A First-Rate Tragedy: Robert Falcon Scott and the Race to the South Pole
Diana Preston. Houghton Mifflin Harcourt (HMH), $25 (304pp) ISBN 978-0-395-93349-7
""Had we lived, I should have had a tale to tell of the hardihood, endurance and courage of my companions which would have stirred the heart of every Englishman."" So reads Captain Robert Falcon Scott's message from the grave, found in a tent with his frozen corpse and the bodies of two fellow explorers, after his expedition had lost the race to the South Pole. Disheartened by their defeat at the hands of the Norwegian Roald Amundsen, the British team struggled on their return trip, succumbing to the Antarctic elements only 11 miles from the fuel and food that might have saved them. Scott was the most revered of the major Antarctic explorers of his day: Amundsen may have personified professionalism, and Shackleton, endurance; but Scott--perhaps only by dying--represented the courage and heroism that an insecure, prewar Britain craved.
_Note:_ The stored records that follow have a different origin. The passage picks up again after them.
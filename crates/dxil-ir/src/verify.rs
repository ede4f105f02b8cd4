use crate::module::{FuncId, InstId, InstKind, IrError, Module, Value};
use crate::types::Type;

impl Module {
    /// Checks structural well-formedness of every live function.
    ///
    /// Verified: block termination, operand liveness and scope, use-list consistency, call
    /// signatures, and the operand types of arithmetic, memory and return instructions.
    pub fn verify(&self) -> Result<(), IrError> {
        for func in self.functions() {
            Verifier { module: self, func }.run()?;
        }
        Ok(())
    }
}

struct Verifier<'a> {
    module: &'a Module,
    func: FuncId,
}

impl Verifier<'_> {
    fn fail(&self, message: impl Into<String>) -> IrError {
        IrError::Verify {
            function: self.module.function(self.func).name.clone(),
            message: message.into(),
        }
    }

    fn run(&self) -> Result<(), IrError> {
        let m = self.module;
        for (n, &block) in m.function(self.func).blocks().iter().enumerate() {
            let insts = m.block(block).insts();
            let Some((&last, body)) = insts.split_last() else {
                return Err(self.fail(format!("block bb{n} is empty")));
            };
            if !m.inst(last).kind.is_terminator() {
                return Err(self.fail(format!("block bb{n} does not end in a terminator")));
            }
            for &inst in body {
                if m.inst(inst).kind.is_terminator() {
                    return Err(self.fail(format!("terminator in the middle of bb{n}")));
                }
            }
            for &inst in insts {
                if m.inst(inst).block() != Some(block) {
                    return Err(self.fail(format!("instruction {inst:?} has a stale parent")));
                }
                self.check_inst(inst)?;
            }
        }
        Ok(())
    }

    fn check_operand(&self, inst: InstId, value: Value) -> Result<(), IrError> {
        let m = self.module;
        match value {
            Value::Inst(def) => {
                if m.inst_function(def) != Some(self.func) {
                    return Err(self.fail(format!("{inst:?} uses {def:?} from outside the function")));
                }
            }
            Value::Arg(f, n) => {
                if f != self.func || n as usize >= m.function(f).ty.params.len() {
                    return Err(self.fail(format!("{inst:?} uses invalid argument %{n}")));
                }
            }
            Value::Func(f) => {
                if m.function(f).is_erased() {
                    return Err(self.fail(format!("{inst:?} refers to an erased function")));
                }
            }
            Value::Const(_) | Value::Global(_) => {}
        }
        if !m.users(value).contains(&inst) {
            return Err(self.fail(format!("{inst:?} is missing from its operand's use list")));
        }
        Ok(())
    }

    fn check_inst(&self, inst: InstId) -> Result<(), IrError> {
        let m = self.module;
        let i = m.inst(inst);
        for operand in i.kind.operands() {
            self.check_operand(inst, operand)?;
        }
        let ty = |v: Value| m.value_type(v);

        match &i.kind {
            InstKind::Binary { op, lhs, rhs } => {
                if ty(*lhs) != ty(*rhs) || ty(*lhs) != i.ty {
                    return Err(self.fail(format!("{} operands disagree on type", op.name())));
                }
                let ok = if op.is_float() {
                    i.ty.is_float_or_float_vector()
                } else {
                    i.ty.is_int_or_int_vector()
                };
                if !ok {
                    return Err(self.fail(format!(
                        "{} on {}",
                        op.name(),
                        m.display_type(i.ty)
                    )));
                }
            }
            InstKind::ICmp { lhs, rhs, .. } | InstKind::FCmp { lhs, rhs, .. } => {
                if ty(*lhs) != ty(*rhs) {
                    return Err(self.fail("comparison operands disagree on type"));
                }
            }
            InstKind::ExtractElement { vector, index } => match ty(*vector) {
                Type::Vector(_, n) if *index < n => {}
                other => {
                    return Err(self.fail(format!(
                        "extractelement {index} from {}",
                        m.display_type(other)
                    )))
                }
            },
            InstKind::ExtractValue { aggregate, index } => match ty(*aggregate) {
                Type::Struct(s) if (*index as usize) < m.struct_type(s).fields.len() => {}
                other => {
                    return Err(self.fail(format!(
                        "extractvalue {index} from {}",
                        m.display_type(other)
                    )))
                }
            },
            InstKind::Call { callee, args, .. } => {
                let Value::Func(callee) = callee else {
                    return Err(self.fail("indirect calls are not supported"));
                };
                let sig = &m.function(*callee).ty;
                let arg_types: Vec<Type> = args.iter().map(|&a| ty(a)).collect();
                if arg_types != sig.params || sig.ret != i.ty {
                    return Err(self.fail(format!(
                        "call to `{}` does not match its signature",
                        m.function(*callee).name
                    )));
                }
            }
            InstKind::StructGep { ty: st, ptr, field } => {
                if ty(*ptr) != Type::Ptr
                    || *field as usize >= m.struct_type(*st).fields.len()
                {
                    return Err(self.fail(format!("invalid getelementptr field {field}")));
                }
            }
            InstKind::Load { ptr } | InstKind::Store { ptr, .. } => {
                if ty(*ptr) != Type::Ptr {
                    return Err(self.fail("memory access through a non-pointer"));
                }
            }
            InstKind::Ret { value } => {
                let ret = m.function(self.func).ty.ret;
                let found = value.map_or(Type::Void, ty);
                if found != ret {
                    return Err(self.fail(format!(
                        "returns {} from a function returning {}",
                        m.display_type(found),
                        m.display_type(ret)
                    )));
                }
            }
            InstKind::Alloca { .. } => {}
        }
        Ok(())
    }
}

#[cfg(test)]
mod tests {
    use super::*;
    use crate::types::FunctionType;
    use crate::Builder;

    #[test]
    fn unterminated_block_is_rejected() {
        let mut m = Module::new("t");
        let f = m.add_function("f", FunctionType::new(Type::Void, [])).unwrap();
        m.append_block(f);
        let err = m.verify().unwrap_err();
        assert_eq!(err.to_string(), "in `f`: block bb0 is empty");
    }

    #[test]
    fn return_type_is_checked() {
        let mut m = Module::new("t");
        let f = m
            .add_function("f", FunctionType::new(Type::I32, [Type::F32]))
            .unwrap();
        let entry = m.append_block(f);
        Builder::at_end(&mut m, entry).ret(Some(Value::Arg(f, 0)));
        let err = m.verify().unwrap_err();
        assert_eq!(
            err.to_string(),
            "in `f`: returns float from a function returning i32"
        );
    }

    #[test]
    fn well_formed_function_passes() {
        let mut m = Module::new("t");
        let f = m
            .add_function("f", FunctionType::new(Type::F32, [Type::F32, Type::F32]))
            .unwrap();
        let entry = m.append_block(f);
        let mut b = Builder::at_end(&mut m, entry);
        let s = b.fadd(Value::Arg(f, 0), Value::Arg(f, 1));
        b.ret(Some(s));
        m.verify().unwrap();
    }
}
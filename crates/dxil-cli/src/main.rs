#![forbid(unsafe_code)]

use std::fs;
use std::path::PathBuf;

use anyhow::{bail, Context};
use clap::{Parser, Subcommand};
use dxil_profile::TargetOptions;
use dxil_root_signature::{deserialize, print_root_signature, words_from_le_bytes};
use tracing_subscriber::EnvFilter;

#[derive(Parser, Debug)]
#[command(
    name = "dxil-tool",
    about = "Inspect DirectX shader profiles and serialized root signatures."
)]
struct Args {
    #[command(subcommand)]
    command: Command,
}

#[derive(Subcommand, Debug)]
enum Command {
    /// Resolve a shader profile (e.g. `ps_6_0`) to its target triple
    Profile {
        /// Profile token, `<stage>_<major>_<minor>`
        token: String,

        /// DXIL validator version, `<major>.<minor>`
        #[arg(long, value_name = "VERSION")]
        validator_version: Option<String>,

        /// Fail instead of falling back to defaults on invalid values
        #[arg(long, action = clap::ArgAction::SetTrue)]
        strict: bool,
    },
    /// Decode a root signature blob (little-endian 32-bit words) and print it
    RootSignature {
        /// Path to the serialized root signature
        path: PathBuf,

        /// Print even if the decoded signature fails validation
        #[arg(long, action = clap::ArgAction::SetTrue)]
        no_validate: bool,
    },
}

fn main() -> anyhow::Result<()> {
    tracing_subscriber::fmt()
        .with_env_filter(EnvFilter::from_default_env())
        .with_writer(std::io::stderr)
        .init();

    run(Args::parse())
}

fn run(args: Args) -> anyhow::Result<()> {
    match args.command {
        Command::Profile {
            token,
            validator_version,
            strict,
        } => profile(token, validator_version, strict),
        Command::RootSignature { path, no_validate } => root_signature(path, no_validate),
    }
}

fn profile(token: String, validator_version: Option<String>, strict: bool) -> anyhow::Result<()> {
    let mut options = TargetOptions::default().with_profile(token);
    options.validator_version = validator_version;
    let resolved = options.resolve();

    for diagnostic in &resolved.diagnostics {
        eprintln!("warning: {diagnostic}");
    }
    if strict && resolved.has_diagnostics() {
        bail!(
            "{} invalid option value(s); refusing to fall back to defaults",
            resolved.diagnostics.len()
        );
    }

    println!("triple: {}", resolved.triple);
    match &resolved.profile {
        Some(profile) => {
            println!("stage: {}", profile.stage());
            println!("shader model: {}.{}", profile.major(), profile.minor());
        }
        None => println!("stage: unknown"),
    }
    println!("validator: {}", resolved.validator_version);
    Ok(())
}

fn root_signature(path: PathBuf, no_validate: bool) -> anyhow::Result<()> {
    let bytes = fs::read(&path).with_context(|| format!("read {}", path.display()))?;
    let words = words_from_le_bytes(&bytes)
        .with_context(|| format!("{} is not a sequence of 32-bit words", path.display()))?;
    let desc = deserialize(&words).context("decode root signature")?;
    tracing::debug!(
        parameters = desc.parameters.len(),
        static_samplers = desc.static_samplers.len(),
        ranges = desc.descriptor_ranges.len(),
        "decoded root signature"
    );
    if !no_validate {
        desc.validate().context("validate root signature")?;
    }
    println!("{}", print_root_signature(&desc));
    Ok(())
}
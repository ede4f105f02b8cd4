use std::fmt;
use std::marker::PhantomData;

/// Typed index into an [`Arena`].
pub struct Id<T> {
    index: u32,
    _phantom: PhantomData<fn() -> T>,
}

// Not derived: derives would add `T: Trait` bounds that an index never needs.
impl<T> Clone for Id<T> {
    fn clone(&self) -> Self {
        *self
    }
}

impl<T> Copy for Id<T> {}

impl<T> PartialEq for Id<T> {
    fn eq(&self, other: &Self) -> bool {
        self.index == other.index
    }
}

impl<T> Eq for Id<T> {}

impl<T> PartialOrd for Id<T> {
    fn partial_cmp(&self, other: &Self) -> Option<std::cmp::Ordering> {
        Some(self.cmp(other))
    }
}

impl<T> Ord for Id<T> {
    fn cmp(&self, other: &Self) -> std::cmp::Ordering {
        self.index.cmp(&other.index)
    }
}

impl<T> std::hash::Hash for Id<T> {
    fn hash<H: std::hash::Hasher>(&self, state: &mut H) {
        self.index.hash(state);
    }
}

impl<T> fmt::Debug for Id<T> {
    fn fmt(&self, f: &mut fmt::Formatter<'_>) -> fmt::Result {
        write!(f, "#{}", self.index)
    }
}

impl<T> Id<T> {
    fn new(index: usize) -> Self {
        Self {
            index: u32::try_from(index).unwrap_or(u32::MAX),
            _phantom: PhantomData,
        }
    }

    pub fn index(self) -> usize {
        self.index as usize
    }
}

/// Append-only, `Vec`-backed storage addressed by [`Id`].
///
/// Entries are never removed; erasure is tracked by the owner so that stale ids stay
/// addressable (and detectable) instead of aliasing newer entries.
pub struct Arena<T> {
    items: Vec<T>,
}

impl<T> Default for Arena<T> {
    fn default() -> Self {
        Self { items: Vec::new() }
    }
}

impl<T: Clone> Clone for Arena<T> {
    fn clone(&self) -> Self {
        Self {
            items: self.items.clone(),
        }
    }
}

impl<T> Arena<T> {
    pub fn push(&mut self, item: T) -> Id<T> {
        let id = Id::new(self.items.len());
        self.items.push(item);
        id
    }

    pub fn get(&self, id: Id<T>) -> Option<&T> {
        self.items.get(id.index())
    }

    pub fn len(&self) -> usize {
        self.items.len()
    }

    pub fn is_empty(&self) -> bool {
        self.items.is_empty()
    }

    pub fn iter(&self) -> impl Iterator<Item = (Id<T>, &T)> {
        self.items
            .iter()
            .enumerate()
            .map(|(i, item)| (Id::new(i), item))
    }
}

impl<T> std::ops::Index<Id<T>> for Arena<T> {
    type Output = T;
    fn index(&self, id: Id<T>) -> &T {
        &self.items[id.index()]
    }
}

impl<T> std::ops::IndexMut<Id<T>> for Arena<T> {
    fn index_mut(&mut self, id: Id<T>) -> &mut T {
        &mut self.items[id.index()]
    }
}

impl<T: fmt::Debug> fmt::Debug for Arena<T> {
    fn fmt(&self, f: &mut fmt::Formatter<'_>) -> fmt::Result {
        f.debug_list().entries(self.items.iter()).finish()
    }
}
//! Lowering of automatic-differentiation wrappers to Enzyme entry points.
//!
//! The front end emits calls to wrapper declarations named `??$fwddiff@...` or
//! `??$autodiff@...`. Operand 0 is the function to differentiate; every other operand is an
//! `alloca` of a `struct.hlsl::<Tag>` aggregate describing how the argument participates:
//!
//! | tag                | flattened operands                    |
//! |--------------------|---------------------------------------|
//! | `Duplicated`       | `enzyme_dup`, primal, shadow          |
//! | `DuplicatedNoNeed` | `enzyme_dupnoneed`, primal, shadow    |
//! | `Active`           | `enzyme_out`, primal (reverse only)   |
//! | `Const`            | `enzyme_const`, primal                |
//!
//! Reverse mode returns one aggregate holding a derivative per `Active` argument; each is
//! stored back into field 1 of its argument.

use dxil_ir::{
    Builder, Constant, FuncId, FunctionType, Global, GlobalId, InstId, InstKind, Linkage, Module,
    ScalarType, StructId, Type, Value,
};
use tracing::debug;

use crate::error::ExpansionError;

pub const FWDDIFF_PREFIX: &str = "??$fwddiff@";
pub const AUTODIFF_PREFIX: &str = "??$autodiff@";

const TAG_STRUCT_PREFIX: &str = "struct.hlsl::";

#[derive(Debug, Clone, Copy, PartialEq, Eq)]
pub enum DiffMode {
    Forward,
    Reverse,
}

impl DiffMode {
    /// Mode of a wrapper declaration, from its name.
    pub fn of_wrapper(name: &str) -> Option<Self> {
        if name.starts_with(FWDDIFF_PREFIX) {
            Some(DiffMode::Forward)
        } else if name.starts_with(AUTODIFF_PREFIX) {
            Some(DiffMode::Reverse)
        } else {
            None
        }
    }

    fn entry_point(self) -> &'static str {
        match self {
            DiffMode::Forward => "__enzyme_fwddiff",
            DiffMode::Reverse => "__enzyme_autodiff",
        }
    }
}

/// How one argument of a differentiated call participates.
#[derive(Debug, Clone, Copy, PartialEq, Eq)]
pub enum ArgTag {
    Duplicated,
    DuplicatedNoNeed,
    Active,
    Const,
}

impl ArgTag {
    /// Parses the tag out of a struct name such as `struct.hlsl::Duplicated<float>`.
    ///
    /// The tag must be a whole identifier: `DuplicatedNoNeed` is never read as `Duplicated`.
    pub fn from_struct_name(name: &str) -> Option<Self> {
        let rest = name.strip_prefix(TAG_STRUCT_PREFIX)?;
        let end = rest
            .find(|c: char| !(c.is_ascii_alphanumeric() || c == '_'))
            .unwrap_or(rest.len());
        match &rest[..end] {
            "Duplicated" => Some(ArgTag::Duplicated),
            "DuplicatedNoNeed" => Some(ArgTag::DuplicatedNoNeed),
            "Active" => Some(ArgTag::Active),
            "Const" => Some(ArgTag::Const),
            _ => None,
        }
    }

    /// Name of the marker global passed ahead of the argument.
    pub fn mode_global(self) -> &'static str {
        match self {
            ArgTag::Duplicated => "enzyme_dup",
            ArgTag::DuplicatedNoNeed => "enzyme_dupnoneed",
            ArgTag::Active => "enzyme_out",
            ArgTag::Const => "enzyme_const",
        }
    }
}

/// Returns the marker global for `tag`, creating it on first use.
fn mode_global(module: &mut Module, tag: ArgTag) -> Result<GlobalId, ExpansionError> {
    let name = tag.mode_global();
    if let Some(global) = module.get_global(name) {
        return Ok(global);
    }
    let zero = module.push_constant(Constant::Int {
        ty: ScalarType::I32,
        bits: 0,
    });
    Ok(module.add_global(Global {
        name: name.to_owned(),
        ty: Type::I32,
        linkage: Linkage::External,
        constant: false,
        initializer: Some(zero),
        dso_local: true,
    })?)
}

/// The struct type, its name and its tag, if `arg` is an `alloca` of a tagged struct.
fn tagged_alloca(module: &Module, arg: Value) -> Option<(StructId, &str, ArgTag)> {
    let Value::Inst(inst) = arg else {
        return None;
    };
    let InstKind::Alloca {
        allocated: Type::Struct(st),
    } = module.inst(inst).kind
    else {
        return None;
    };
    let name = module.struct_type(st).name.as_deref()?;
    Some((st, name, ArgTag::from_struct_name(name)?))
}

/// Lowers every call of the wrapper `func`, then erases the wrapper.
pub(crate) fn lower_wrapper(
    module: &mut Module,
    func: FuncId,
    mode: DiffMode,
) -> Result<(), ExpansionError> {
    for call in module.users(Value::Func(func)) {
        if module.called_function(call) != Some(func) {
            return Err(ExpansionError::NonCallUse {
                wrapper: module.function(func).name.clone(),
            });
        }
        lower_call(module, call, mode)?;
    }
    debug!(wrapper = %module.function(func).name, "removing differentiation wrapper");
    module.erase_function(func);
    Ok(())
}

fn lower_call(module: &mut Module, call: InstId, mode: DiffMode) -> Result<(), ExpansionError> {
    let (wrapper, args) = match &module.inst(call).kind {
        InstKind::Call {
            callee: Value::Func(wrapper),
            args,
            ..
        } => (*wrapper, args.clone()),
        _ => return Ok(()),
    };
    let wrapper_name = module.function(wrapper).name.clone();

    let Some((&target, tagged)) = args.split_first() else {
        return Err(ExpansionError::NonFunctionTarget {
            wrapper: wrapper_name,
        });
    };
    let Value::Func(target_fn) = target else {
        return Err(ExpansionError::NonFunctionTarget {
            wrapper: wrapper_name,
        });
    };
    if mode == DiffMode::Reverse && module.has_users(Value::Inst(call)) {
        return Err(ExpansionError::ReverseResultUsed {
            wrapper: wrapper_name,
        });
    }

    let mut callee_name = mode.entry_point().to_owned();
    let mut operands = vec![target];
    let mut params = vec![Type::Ptr];
    // (derivative type, where to store it) per Active argument.
    let mut outputs: Vec<(Type, Value)> = Vec::new();

    let mut b = Builder::before(module, call);
    for (n, &arg) in tagged.iter().enumerate() {
        let index = n + 1;
        let Some((st, name, tag)) = tagged_alloca(b.module(), arg) else {
            let m = b.module();
            return Err(ExpansionError::UnknownTag {
                wrapper: wrapper_name.clone(),
                index,
                found: m.display_type(m.value_type(arg)),
            });
        };
        callee_name.push('_');
        callee_name.push_str(name);
        let fields = b.module().struct_type(st).fields.clone();
        let field_type = |field: u32| {
            fields
                .get(field as usize)
                .copied()
                .ok_or_else(|| ExpansionError::MissingField {
                    wrapper: wrapper_name.clone(),
                    index,
                    field,
                })
        };

        let marker = mode_global(b.module(), tag)?;
        operands.push(Value::Global(marker));
        params.push(Type::Ptr);

        let loaded_fields: &[u32] = match tag {
            ArgTag::Duplicated | ArgTag::DuplicatedNoNeed => &[0, 1],
            ArgTag::Active if mode == DiffMode::Forward => {
                return Err(ExpansionError::ActiveInForwardMode {
                    wrapper: wrapper_name.clone(),
                    index,
                });
            }
            ArgTag::Active => {
                let shadow = b.struct_gep(st, arg, 1);
                outputs.push((field_type(0)?, shadow));
                &[0]
            }
            ArgTag::Const => &[0],
        };
        for &field in loaded_fields {
            let ty = field_type(field)?;
            let ptr = b.struct_gep(st, arg, field);
            operands.push(b.load(ty, ptr));
            params.push(ty);
        }
    }

    let ret = match mode {
        DiffMode::Forward => b.module().function(target_fn).ty.ret,
        DiffMode::Reverse => {
            let types = outputs.iter().map(|&(ty, _)| ty).collect();
            Type::Struct(b.module().literal_struct(types))
        }
    };
    let callee = b
        .module()
        .get_or_insert_function(&callee_name, FunctionType::new(ret, params))?;
    let lowered = b.call(callee, &operands)?;
    for (i, &(_, shadow)) in outputs.iter().enumerate() {
        let derivative = b.extract_value(lowered, i as u32);
        b.store(derivative, shadow);
    }

    if mode == DiffMode::Forward {
        let old_ret = module.inst(call).ty;
        if old_ret != ret && module.has_users(Value::Inst(call)) {
            return Err(ExpansionError::ResultType {
                wrapper: wrapper_name,
                wrapper_ret: module.display_type(old_ret),
                target_ret: module.display_type(ret),
            });
        }
        module.replace_all_uses_with(Value::Inst(call), lowered);
    }
    module.erase_instruction(call);
    debug!(wrapper = %wrapper_name, callee = %callee_name, "lowered differentiation call");
    Ok(())
}

#[cfg(test)]
mod tests {
    use super::*;

    #[test]
    fn tags_are_whole_identifiers() {
        let cases = [
            ("struct.hlsl::Duplicated<float>", Some(ArgTag::Duplicated)),
            ("struct.hlsl::DuplicatedNoNeed<float>", Some(ArgTag::DuplicatedNoNeed)),
            ("struct.hlsl::Active", Some(ArgTag::Active)),
            ("struct.hlsl::Const<vector<float, 3> >", Some(ArgTag::Const)),
            ("struct.hlsl::Constant<float>", None),
            ("struct.Duplicated<float>", None),
        ];
        for (name, expected) in cases {
            assert_eq!(ArgTag::from_struct_name(name), expected, "{name}");
        }
    }

    #[test]
    fn wrapper_modes() {
        assert_eq!(
            DiffMode::of_wrapper("??$fwddiff@M@@YAMP6AMM@ZU?$Duplicated@M@hlsl@@@Z"),
            Some(DiffMode::Forward)
        );
        assert_eq!(DiffMode::of_wrapper("??$autodiff@M"), Some(DiffMode::Reverse));
        assert_eq!(DiffMode::of_wrapper("__enzyme_fwddiff"), None);
    }

    #[test]
    fn mode_globals_are_created_once() {
        let mut m = Module::new("t");
        let a = mode_global(&mut m, ArgTag::Duplicated).unwrap();
        let b = mode_global(&mut m, ArgTag::Duplicated).unwrap();
        assert_eq!(a, b);
        let g = m.global(a);
        assert_eq!(g.name, "enzyme_dup");
        assert_eq!(g.ty, Type::I32);
        assert_eq!(g.linkage, Linkage::External);
        assert!(g.dso_local);
        assert_eq!(m.globals().count(), 1);
    }
}
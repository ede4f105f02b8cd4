#[cfg(target_arch = "wasm32")]
fn main() {}

#[cfg(not(target_arch = "wasm32"))]
use criterion::{black_box, criterion_group, criterion_main, BenchmarkId, Criterion};
#[cfg(not(target_arch = "wasm32"))]
use dxil_root_signature::{
    deserialize, serialize, DescriptorRange, DescriptorRangeType, RootConstants, RootDescriptor,
    RootDescriptorFlags, RootDescriptorKind, RootSignatureDesc, RootSignatureVersion,
    ShaderVisibility, StaticSamplerDesc,
};

#[cfg(not(target_arch = "wasm32"))]
fn signature(tables: u32) -> RootSignatureDesc {
    let mut desc = RootSignatureDesc::new(RootSignatureVersion::V1_1);
    desc.push_constants(
        ShaderVisibility::All,
        RootConstants {
            shader_register: 0,
            register_space: 0,
            num_32bit_values: 4,
        },
    );
    desc.push_descriptor(
        ShaderVisibility::Vertex,
        RootDescriptor {
            kind: RootDescriptorKind::Cbv,
            shader_register: 1,
            register_space: 0,
            flags: Some(RootDescriptorFlags::DATA_STATIC),
        },
    );
    for i in 0..tables {
        desc.push_descriptor_table(
            ShaderVisibility::Pixel,
            [
                DescriptorRange::new(DescriptorRangeType::Srv, i * 4),
                DescriptorRange::new(DescriptorRangeType::Uav, i),
            ],
        );
    }
    for i in 0..4 {
        desc.static_samplers.push(StaticSamplerDesc {
            shader_register: i,
            ..StaticSamplerDesc::default()
        });
    }
    desc
}

#[cfg(not(target_arch = "wasm32"))]
fn bench_root_signature(c: &mut Criterion) {
    let mut group = c.benchmark_group("root_signature");

    for tables in [1u32, 16, 64] {
        let desc = signature(tables);
        let words = serialize(&desc);

        group.bench_with_input(BenchmarkId::new("serialize", tables), &desc, |b, desc| {
            b.iter(|| black_box(serialize(black_box(desc))).len())
        });
        group.bench_with_input(BenchmarkId::new("deserialize", tables), &words, |b, words| {
            b.iter(|| {
                let desc = deserialize(black_box(words)).unwrap();
                black_box(desc.parameters.len());
            })
        });
    }

    group.finish();
}

#[cfg(not(target_arch = "wasm32"))]
criterion_group!(benches, bench_root_signature);
#[cfg(not(target_arch = "wasm32"))]
criterion_main!(benches);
Drawing on the poetic writings of the explorers themselves, Preston (The Road to Culloden Moor) illuminates Scott's occasional bad luck, inexperience and even ineptitude without diminishing his unquestionable courage, honor and humanity. Indeed, it is Preston's balanced look at Scott's life and its context that sets this book apart from the many other works on the subject. Three maps, two 8-page b&w inserts. (Nov.)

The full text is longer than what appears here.